Does an increase in entropy always result in an increase in heat, or can there be increased entropy without an increase in heat? Most situations I can think of where entropy increases also results in an increase in heat, but just wondering if that is a rule. Are there any cases where heat does not increase with entropy?
 A: When non-uniform density gradients in a system are smoothed out entropy increases, without any generation of heat. You may also consider free expansion of an ideal gas, which is a simpler example.
A: *

*If you have a room with oxygen in one half and nitrogen in the other half, and you now remove the wall between them, then they start mixing more and more. Entropy increases. Before, you knew exactly which atoms you pointed at, when you pointed somewhere, but the more time that passes, the less sure you are of which is where. Chaos increases. Entropy increases. No heat is exchanged. 

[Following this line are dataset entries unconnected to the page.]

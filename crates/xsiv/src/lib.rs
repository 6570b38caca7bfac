//! Synthetic-IV Authenticated Encryption
//!
//! A deterministic AEAD built from a stream cipher used only as a keystream
//! generator and a keyed hash used both as the MAC and as the nonce source.
//! Callers never supply a nonce: the tag over the plaintext and associated
//! data is computed first and its leading bytes become the nonce.
//!
//! ```text
//! seal(aad, plaintext) -> body || tag
//! open(aad, body || tag) -> plaintext | AuthenticationFailed
//! ```
//!
//! # Wire Format
//!
//! `[ body: len(plaintext) ][ tag: OVERHEAD ]`. No length prefix, no version
//! byte. Associated data is never transmitted and must be supplied
//! identically to both sides.
//!
//! # Security
//!
//! Determinism:
//! - Identical (key, plaintext, aad) produce identical ciphertexts
//! - Equal ciphertexts reveal equal messages; this is inherent to SIV
//!
//! Authenticity:
//! - Tag covers plaintext then associated data, in that order
//! - Tag comparison is constant time
//! - On failure the candidate plaintext is wiped, never returned
//!
//! Key Handling:
//! - Subkeys are derived once per engine and zeroized on drop
//! - Key rotation means building a new engine
//!
//! # Example
//!
//! ```
//! use xsiv::XChaCha20Blake2bSiv;
//!
//! let engine = XChaCha20Blake2bSiv::new(&[0u8; 32])?;
//! let ciphertext = engine.seal(b"header", b"payload");
//! assert_eq!(engine.open(b"header", &ciphertext)?, b"payload");
//! assert!(engine.open(b"other header", &ciphertext).is_err());
//! # Ok::<(), xsiv::SivError>(())
//! ```

#![forbid(unsafe_code)]
#![deny(missing_docs)]

pub mod siv;

pub use siv::{
    Blake2b256, HmacSha256, KeyMode, KeyedHash, Keystream, SUBKEY_SIZE, Siv, SivError, SubkeyPair,
    XChaCha20Blake2bSiv, XChaCha20HmacSha256Siv, XChaCha20Keystream,
};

No, heat is not a necessity for entropy change. Entropy describes any process. Entropy can certainly increase in isothermal processes as well. 
A: In addition to the answer provided by @Deep, there are situations where a system can have negative temperature. In such situations, the system can release heat and increase entropy. This can happen when there is a maximum energy that some degree of freedom of the parts of the system can assume. The canonical example from textbooks is to imagine the atoms of a paramagnetic substance in a magnetic field. The stronger the field applied, the more the electrons in the substance will align with the field until it nears saturation (i.e. all of the electrons are aligned). If you were to suddenly reverse the field, the electrons would now be in a higher energy state than they can reach with heating, and will have negative temperature. As the electrons fall to lower energy levels, the material will pass through the maximally disordered state (where electrons are with/against the field with 50% probability), thus the entropy will increase as it cools until it passes through the maximum entropy state. This is why negative temperature systems can be thought, formally, as being "hotter" than infinite temperature ones.
A: Your question has one unclear definition: heat. I guess that is temperature.